Tell us about your lighting strategy?
BA: I have to applaud Harry Wiggins, my chief lighting gaffer, and Jay Kemp, my US gaffer, and their great teams of electricians, for understanding the broad brushstrokes of what I wanted. Both Harry and Jay would accurately pre-light up-and-coming scenes to my precise instructions, and then be ready to help me finesse the lighting on the day of the shoot. We never tried to impose a look, rather it was more about creating an atmosphere and letting the drama come from the reality of the performances.
Jason Bourne is a very colourful yet dark film. I accentuated the blue militaristic light of the CIA hub by building-in blue fluorescent fittings, and embraced the yellow of the sodium street lighting in the Greece scenes using LRX Scorpions with Lee Filters’ 013 Straw Tint.
We used ARRI M-series lights with LRX Singles to punch daylight into the Aldermaston interiors, and when the action went down into storm drains we deployed ARRI S60C Skypanels with a strongly saturated colour to create an ambient, below-the-streets look. We tried to build lights into sets as much as possible, and used all manner of battery-operated lights – Kinoflo Celeb 200 & 400s, BBS’s Area 48 and LED Flyer, plus TheLight’s Velvet 1x1 – to wrap the light in a natural way around the actors, which helped to keep our camera set-ups fluid and moving fast.
Tell us about the DI?
BA: The DI is a very important part of the filmmaking process. Now it's necessary to have the final grade at both 2K and 4K for HD and UHD deliverables, plus a HDR (High Dynamic Range) pass to add deeper blacks, etc.. For this I have to credit Rob Pizzey, colourist at Goldcrest, for his invaluable input, with whom I had previously work on Green Zone and Captain Philips.

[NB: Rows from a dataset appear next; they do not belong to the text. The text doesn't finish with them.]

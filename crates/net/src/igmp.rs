//! IGMP hook points. Group membership is tracked by the interface; message
//! generation and the IGMPv1 compatibility timer are not modelled.

use crate::wire::Ipv4Header;

use std::net::Ipv4Addr;

/// Inbound IGMP messages are accepted and dropped.
pub(crate) fn process_message(iface: &str, header: &Ipv4Header, message: &[u8]) {
    tracing::trace!(
        "IGMP: {} ignoring {} byte message from {} to {}",
        iface,
        message.len(),
        header.src,
        header.dst
    );
}

/// Called when the first member joins `group` on an interface.
pub(crate) fn report_join(iface: &str, group: Ipv4Addr) {
    tracing::debug!("IGMP: {} joined {}", iface, group);
}

/// Called when the last member leaves `group` on an interface.
pub(crate) fn report_leave(iface: &str, group: Ipv4Addr) {
    tracing::debug!("IGMP: {} left {}", iface, group);
}
impl NetHandle {
    /// Use `timeout` for the waiting calls made through this handle.
    pub fn with_timeout(mut self, timeout: Duration) -> Self {
        self.timeout = timeout;
        self
    }

    async fn call<T, F>(&self, f: F) -> Result<T>
    where
        T: Send + 'static,
        F: FnOnce(&mut NetContext, Instant) -> Result<T> + Send + 'static,
    {
        let (reply, rx) = oneshot::channel();
        let call: Call = Box::new(move |ctx: &mut NetContext, now: Instant| {
            let _ = reply.send(f(ctx, now));
        });
        self.tx
            .send(Command::Call(call))
            .await
            .map_err(|_| NetError::StackClosed)?;
        rx.await.map_err(|_| NetError::StackClosed)?
    }

    async fn wait<T>(&self, operation: Operation, rx: oneshot::Receiver<Result<T>>) -> Result<T> {
        self.tx
            .send(Command::Wait(operation, self.timeout))
            .await
            .map_err(|_| NetError::StackClosed)?;
        rx.await.map_err(|_| NetError::StackClosed)?
    }

    pub async fn open(&self, kind: SocketType, protocol: u8) -> Result<SocketId> {
        self.call(move |ctx, _| ctx.open(kind, protocol)).await
    }

    pub async fn bind(&self, id: SocketId, addr: IpAddress, port: u16) -> Result<()> {
        self.call(move |ctx, _| ctx.bind(id, addr, port)).await
    }

    pub async fn bind_to_interface(&self, id: SocketId, index: Option<usize>) -> Result<()> {
        self.call(move |ctx, _| ctx.bind_to_interface(id, index)).await
    }

    pub async fn set_ttl(&self, id: SocketId, ttl: u8) -> Result<()> {
        self.call(move |ctx, _| ctx.set_ttl(id, ttl)).await
    }

    pub async fn listen(&self, id: SocketId, backlog: usize) -> Result<()> {
        self.call(move |ctx, now| ctx.listen(id, backlog, now)).await
    }

    /// Connect and wait for the handshake to finish.
    pub async fn connect(&self, id: SocketId, remote: Ipv4Addr, port: u16) -> Result<()> {
        let (reply, rx) = oneshot::channel();
        let operation = Operation::Connect {
            id,
            remote,
            port,
            started: false,
            reply,
        };
        self.wait(operation, rx).await
    }

    /// Wait for a connection request and accept it.
    pub async fn accept(&self, id: SocketId) -> Result<(SocketId, IpAddress, u16)> {
        let (reply, rx) = oneshot::channel();
        self.wait(Operation::Accept { id, reply }, rx).await
    }

    /// Send all of `data`, waiting for buffer space as needed. With
    /// [`SendFlags::WAIT_ACK`] this also waits for the peer's
    /// acknowledgment.
    pub async fn send(&self, id: SocketId, data: &[u8], flags: SendFlags) -> Result<usize> {
        let (reply, rx) = oneshot::channel();
        let operation = Operation::Send {
            id,
            data: data.to_vec(),
            written: 0,
            flags,
            reply,
        };
        self.wait(operation, rx).await
    }

    /// Wait for data and return up to `max` bytes of it.
    pub async fn receive(&self, id: SocketId, max: usize) -> Result<Vec<u8>> {
        let (reply, rx) = oneshot::channel();
        self.wait(Operation::Receive { id, max, reply }, rx).await
    }

    pub async fn send_to(
        &self,
        id: SocketId,
        dst: Ipv4Addr,
        port: u16,
        data: &[u8],
    ) -> Result<usize> {
        let data = data.to_vec();
        self.call(move |ctx, _| ctx.send_to(id, dst, port, &data))
            .await
    }

    /// Wait for the next datagram.
    pub async fn receive_from(&self, id: SocketId) -> Result<Datagram> {
        let (reply, rx) = oneshot::channel();
        self.wait(Operation::ReceiveFrom { id, reply }, rx).await
    }

    pub async fn shutdown(&self, id: SocketId, how: Shutdown) -> Result<()> {
        let (reply, rx) = oneshot::channel();
        self.wait(Operation::Shutdown { id, how, reply }, rx).await
    }

    pub async fn abort(&self, id: SocketId) -> Result<()> {
        self.call(move |ctx, now| ctx.abort(id, now)).await
    }

    pub async fn close(&self, id: SocketId) -> Result<()> {
        self.call(move |ctx, now| ctx.close(id, now)).await
    }

    pub async fn state(&self, id: SocketId) -> Result<TcpState> {
        self.call(move |ctx, _| ctx.state(id)).await
    }

    pub async fn events(&self, id: SocketId) -> Result<SocketEvents> {
        self.call(move |ctx, _| ctx.events(id)).await
    }

    pub async fn join_multicast(&self, index: usize, group: Ipv4Addr) -> Result<()> {
        self.call(move |ctx, _| ctx.join_multicast(index, group))
            .await
    }

    pub async fn leave_multicast(&self, index: usize, group: Ipv4Addr) -> Result<()> {
        self.call(move |ctx, _| ctx.leave_multicast(index, group))
            .await
    }

    pub async fn stats(&self) -> Result<NetStats> {
        self.call(|ctx, _| Ok(ctx.stats())).await
    }
}
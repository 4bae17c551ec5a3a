/// Errors raised while loading or validating stack configuration.
#[derive(Debug, thiserror::Error)]
pub enum Error {
    #[error("invalid configuration: {0}")]
    InvalidConfig(String),

    #[error("missing required configuration: {0}")]
    MissingConfig(String),

    #[error("failed to parse configuration: {0}")]
    Parse(#[from] toml::de::Error),

    #[error("IO error: {0}")]
    Io(#[from] std::io::Error),
}

pub type Result<T> = std::result::Result<T, Error>;

#[cfg(test)]
mod tests {
    use super::*;

    #[test]
    fn error_display_invalid_config() {
        let err = Error::InvalidConfig("mtu below 68".to_string());
        assert_eq!(err.to_string(), "invalid configuration: mtu below 68");
    }

    #[test]
    fn error_display_missing_config() {
        let err = Error::MissingConfig("interfaces".to_string());
        assert_eq!(
            err.to_string(),
            "missing required configuration: interfaces"
        );
    }

    #[test]
    fn error_from_toml_error() {
        let toml_err = toml::from_str::<toml::Value>("= nope").unwrap_err();
        let err: Error = toml_err.into();
        assert!(matches!(err, Error::Parse(_)));
        assert!(err.to_string().starts_with("failed to parse configuration"));
    }

    #[test]
    fn error_from_io_error() {
        let io_err = std::io::Error::new(std::io::ErrorKind::NotFound, "file not found");
        let err: Error = io_err.into();
        assert!(matches!(err, Error::Io(_)));
        assert!(err.to_string().contains("file not found"));
    }
}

A lot of the DI work on Jason Bourne seemed to be mainly about streamlining the look taken from the multiple cameras, corralling the film and the digital footage and making them sit comfortably shot-by-shot. Only occasionally did we have to add or reduce the grain. The other big job in the DI is, of course, adding the visual effects shots as they get finished. Double Negative gave us great VFX that are invisible yet vital to the finished film. Overall, I feel we managed a beautiful, coherent look and one that is very Bourne.
How did this production push you?
BA: I’m too close to it to mention anything specific right now, but ask me again in a couple of years and I’ll give you a better idea. Generally, I would say that none of it was easy. It was a year in the making, and this one production took me to more locations than I have probably ever been on before during a single production. Cinematographers have to make critical decisions under pressure, and that’s the norm. But these decisions perhaps are not as fraught, nor as difficult, as they were 20 years ago. Experience is the key, there are no short cuts when it comes to deciding which is the best route to take, when anything is possible. I'm not saying we got everything right, but we did enough to survive. That’s possibly why cinematographers’ careers go on for such a long time.
What’s your overall feeling after completing the movie?
BA: I had the good fortune to work with a great crew, who did an amazing job, and who made Paul and me endlessly happy. I think the film reflects that in some ways. We have a particular way of working, and some of my methods are pretty crude, but thankfully the crew keep coming back and that's reward enough. I start shooting on a new Kathryn Bigelow film very soon, and it's good to know that some of the same crew are going to be there. So perhaps I must be doing something right.